Ayman Patel

Posted on Jan 16 • Originally published at aymanace2049.hashnode.dev on Dec 3, 2023

Marveling on Metrics & Observibility with TSDB

Software engineers deal with 2 things. Code they write and metrics they monitor. Mostly we are ok or know what the code is and what it does. But from an observability point-of-view; we are winging it with our naive assumptions on the data that is emitted by our application. We don't even know how frequently our data is sampled, what a time-series database is, and what the querying engine used.

We just dump data into these without considering what the data represents. We also do not consider what to query. Do I query the average inherently wrong response time?

Time Series 101

So what is a time series anyway? Well from its Wikipedia definition

A time series is a series of data points indexed (or listed or graphed) in time order.

In the software world, it is the collection of observable metrics that are taken at a defined regular internal.

It is a kind of emitted event that has metadata info (usually added as Key-Value tags) with a timestamp

Example:

--event_name-|--------[tagKey:tagValue]----------------- |-value-|---timestamp------|cpu_load_usage[location:us-east-one;application:web-sever]->75%->2023-02-02 00:00:00

Gotchas

Gotcha 1: Average and Standard Deviation Suck!

One thing we look at when we see a metric is average (and standard deviation). I have made the same mistake. Averages and standard deviation matter when they are part of normal distribution (which you see in statistics). However real-world metric data is anything but a normal distribution. Also, an outlier always skews your metric to either side, which is a different picture (either better-than-actual or worse-than-actual view for that metric).

Helpful alternatives are median, 50 or above percentiles (Median is p50 anyway!).

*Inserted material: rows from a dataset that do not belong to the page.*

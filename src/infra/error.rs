use std::path::PathBuf;

use thiserror::Error;

#[derive(Debug, Error)]
pub enum AppError {
    #[error("failed to read config file at {path}: {source}")]
    ConfigRead {
        path: PathBuf,
        #[source]
        source: std::io::Error,
    },
    #[error("failed to parse config file at {path}: {source}")]
    ConfigParse {
        path: PathBuf,
        #[source]
        source: toml::de::Error,
    },
    #[error("failed to initialize logging: {0}")]
    LoggingInit(#[source] Box<dyn std::error::Error + Send + Sync + 'static>),
    #[error("failed to resolve storage paths: {details}")]
    StoragePathResolution { details: String },
    #[error("failed to create storage directory {path}: {source}")]
    StorageDirCreate {
        path: PathBuf,
        #[source]
        source: std::io::Error,
    },
    #[error(transparent)]
    Other(#[from] anyhow::Error),
}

That is why it is imperative to use a TSDB. These gather various metrics in various formats while keeping in mind the need for aggregating and sampling of data which is required to gather the real-world picture of the software system that is deployed.

Gotcha 2: Cardinality is where $$$ is to be saved

While you have a TSDB; it makes the development and product team inclined with an urge to custom tags/fields. Well, there ain't any free lunch in terms of storage cost and query execution time. Observability is both an art and science or which metric to measure. This talk gives a good framework for selecting the metrics. Metrics should be moved to buckets of heavily used, moderately used and least used along with cardinality data. Removing less used metrics with high cardinality (more unique, dissimilar rows)

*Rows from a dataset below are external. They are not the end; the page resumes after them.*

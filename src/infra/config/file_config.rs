use std::path::PathBuf;

use serde::Deserialize;

use crate::infra::config::{AppConfig, LogConfig, TelephonyConfig};

#[derive(Debug, Deserialize, Default)]
pub struct FileConfig {
    pub logging: Option<FileLogConfig>,
    pub telephony: Option<FileTelephonyConfig>,
}

impl FileConfig {
    pub fn merge_into(self, config: &mut AppConfig) {
        if let Some(logging) = self.logging {
            logging.merge_into(&mut config.logging);
        }

        if let Some(telephony) = self.telephony {
            telephony.merge_into(&mut config.telephony);
        }
    }
}

#[derive(Debug, Deserialize, Default)]
pub struct FileLogConfig {
    pub level: Option<String>,
}

impl FileLogConfig {
    fn merge_into(self, config: &mut LogConfig) {
        if let Some(level) = self.level {
            config.level = level;
        }
    }
}

#[derive(Debug, Deserialize, Default)]
pub struct FileTelephonyConfig {
    pub outbox_dir: Option<PathBuf>,
}

impl FileTelephonyConfig {
    fn merge_into(self, config: &mut TelephonyConfig) {
        if let Some(outbox_dir) = self.outbox_dir {
            config.outbox_dir = Some(outbox_dir);
        }
    }
}
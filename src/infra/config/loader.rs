use std::{
    fs,
    path::{Path, PathBuf},
};

use crate::infra::{
    config::{file_config::FileConfig, AppConfig},
    error::AppError,
};

const DEFAULT_CONFIG_PATH: &str = "config.toml";

pub fn load(path: Option<&Path>) -> Result<AppConfig, AppError> {
    let config_path = path
        .map(Path::to_path_buf)
        .unwrap_or_else(|| PathBuf::from(DEFAULT_CONFIG_PATH));

    let mut config = AppConfig::default();

    if !config_path.exists() {
        return Ok(config);
    }

    let raw = fs::read_to_string(&config_path).map_err(|source| AppError::ConfigRead {
        path: config_path.clone(),
        source,
    })?;

    let file_config: FileConfig = toml::from_str(&raw).map_err(|source| AppError::ConfigParse {
        path: config_path,
        source,
    })?;

    file_config.merge_into(&mut config);
    Ok(config)
}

So let the person who owns the Monitoring tool sleep with peace!

Tools

Graphite

Carbon

It is a daemon(aka background process) for handling how time-series data is handled before sending it to Graphite's TSDB (Whisper or Ceres).

There are 4 components of Carbon

1. Carbon-relay

Use for replication and sharding of the data.

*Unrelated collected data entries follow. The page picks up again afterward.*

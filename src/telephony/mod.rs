//! Telephony layer: host-side permission and transport adapters.

mod outbox;
mod permissions;

pub use outbox::OutboxTransport;
pub use permissions::HostPermissionGate;

/// Returns the telephony module name for smoke checks.
pub fn module_name() -> &'static str {
    "telephony"
}
//! File-backed transport stand-in for the radio.
//!
//! Accepted messages land as one file each in the outbox directory, with
//! multipart boundaries kept visible so the wire shape can be inspected.

use std::{fs, io, path::PathBuf};

use crate::{
    infra::secrets,
    usecases::contracts::{SmsTransport, TransportError},
};

const MESSAGE_EXTENSION: &str = "sms";
const PART_SEPARATOR: &str = "\n----\n";

#[derive(Debug, Clone)]
pub struct OutboxTransport {
    dir: PathBuf,
}

impl OutboxTransport {
    pub fn new(dir: impl Into<PathBuf>) -> Self {
        Self { dir: dir.into() }
    }

    fn accept(&self, destination: &str, content: String) -> Result<(), TransportError> {
        fs::create_dir_all(&self.dir).map_err(unavailable)?;

        let path = self.dir.join(format!("{:05}.{}", self.next_sequence()?, MESSAGE_EXTENSION));
        fs::write(&path, content).map_err(unavailable)?;

        tracing::debug!(
            destination = %secrets::redact_text(destination),
            path = %path.display(),
            "message accepted by outbox"
        );
        Ok(())
    }

    fn next_sequence(&self) -> Result<usize, TransportError> {
        let entries = fs::read_dir(&self.dir).map_err(unavailable)?;
        let existing = entries
            .filter_map(Result::ok)
            .filter(|entry| {
                entry
                    .path()
                    .extension()
                    .is_some_and(|ext| ext == MESSAGE_EXTENSION)
            })
            .count();

        Ok(existing + 1)
    }
}

impl SmsTransport for OutboxTransport {
    fn send_single(&self, destination: &str, body: &str) -> Result<(), TransportError> {
        validate_destination(destination)?;
        self.accept(destination, format!("To: {destination}\n\n{body}"))
    }

    fn send_multipart(&self, destination: &str, parts: &[String]) -> Result<(), TransportError> {
        validate_destination(destination)?;
        self.accept(
            destination,
            format!(
                "To: {destination}\nParts: {}\n\n{}",
                parts.len(),
                parts.join(PART_SEPARATOR)
            ),
        )
    }
}

fn validate_destination(destination: &str) -> Result<(), TransportError> {
    if destination.trim().is_empty() {
        return Err(invalid("destination is empty"));
    }

    if !destination.chars().any(|ch| ch.is_ascii_digit()) {
        return Err(invalid("destination has no digits"));
    }

    if let Some(bad) = destination.chars().find(|ch| !is_dial_char(*ch)) {
        return Err(invalid(format!("'{bad}' is not a dial character")));
    }

    Ok(())
}

fn is_dial_char(ch: char) -> bool {
    ch.is_ascii_digit() || matches!(ch, '+' | '*' | '#' | '-' | '(' | ')' | '.' | ' ')
}

fn invalid(reason: impl Into<String>) -> TransportError {
    TransportError::InvalidDestination {
        reason: reason.into(),
    }
}

fn unavailable(error: io::Error) -> TransportError {
    TransportError::Unavailable {
        details: error.to_string(),
    }
}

Grafana has its implementation of carbon-relay called carbon-relay-ng which is blazingly fast, built-in aggregator functionality such as cross-series & cross-time aggregations .etc. Read more on the Grafana doc site

1. Carbon-aggregator

Used to aggregate metrics. Why aggregate? As too much data can lead to a lot of noise, performance degradation as well and storage costs; carbon-aggregator attempts to reduce the cardinality/granularity of data which ultimately leads to better I/O performance

1. Carbon-cache

It takes data coming from the carbon-aggregator and dumps it to Whisper(or Ceres) for persistent storage. It also loads some of the data into RAM for faster access.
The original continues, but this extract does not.